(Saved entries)
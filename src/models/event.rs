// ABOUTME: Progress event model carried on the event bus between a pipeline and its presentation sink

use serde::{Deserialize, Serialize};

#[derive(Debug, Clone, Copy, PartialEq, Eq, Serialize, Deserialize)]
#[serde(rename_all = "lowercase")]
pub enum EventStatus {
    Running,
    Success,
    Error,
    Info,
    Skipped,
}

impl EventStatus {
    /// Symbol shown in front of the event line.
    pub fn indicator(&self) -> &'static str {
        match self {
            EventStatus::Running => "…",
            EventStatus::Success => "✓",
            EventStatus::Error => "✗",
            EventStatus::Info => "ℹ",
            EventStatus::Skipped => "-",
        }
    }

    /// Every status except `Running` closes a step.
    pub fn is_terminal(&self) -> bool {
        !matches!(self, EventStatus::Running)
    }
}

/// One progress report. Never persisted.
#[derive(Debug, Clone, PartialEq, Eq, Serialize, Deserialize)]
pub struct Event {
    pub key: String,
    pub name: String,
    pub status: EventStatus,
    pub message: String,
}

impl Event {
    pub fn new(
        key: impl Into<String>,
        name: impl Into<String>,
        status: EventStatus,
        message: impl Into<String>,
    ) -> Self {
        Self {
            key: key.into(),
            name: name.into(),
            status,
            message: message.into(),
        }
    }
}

• [What is needed]: The data above is to be returned exactly, with nothing altered.

• [Answer below]:
filename src/models/event.rs
// ABOUTME: Progress event model carried on the event bus between a pipeline and its presentation sink

use serde::{Deserialize, Serialize};

#[derive(Debug, Clone, Copy, PartialEq, Eq, Serialize, Deserialize)]
#[serde(rename_all = "lowercase")]
pub enum EventStatus {
    Running,
    Success,
    Error,
    Info,
    Skipped,
}

impl EventStatus {
    /// Symbol shown in front of the event line.
    pub fn indicator(&self) -> &'static str {
        match self {
            EventStatus::Running => "…",
            EventStatus::Success => "✓",
            EventStatus::Error => "✗",
            EventStatus::Info => "ℹ",
            EventStatus::Skipped => "-",
        }
    }

    /// Every status except `Running` closes a step.
    pub fn is_terminal(&self) -> bool {
        !matches!(self, EventStatus::Running)
    }
}

/// One progress report. Never persisted.
#[derive(Debug, Clone, PartialEq, Eq, Serialize, Deserialize)]
pub struct Event {
    pub key: String,
    pub name: String,
    pub status: EventStatus,
    pub message: String,
}

impl Event {
    pub fn new(
        key: impl Into<String>,
        name: impl Into<String>,
        status: EventStatus,
        message: impl Into<String>,
    ) -> Self {
        Self {
            key: key.into(),
            name: name.into(),
            status,
            message: message.into(),
        }
    }
}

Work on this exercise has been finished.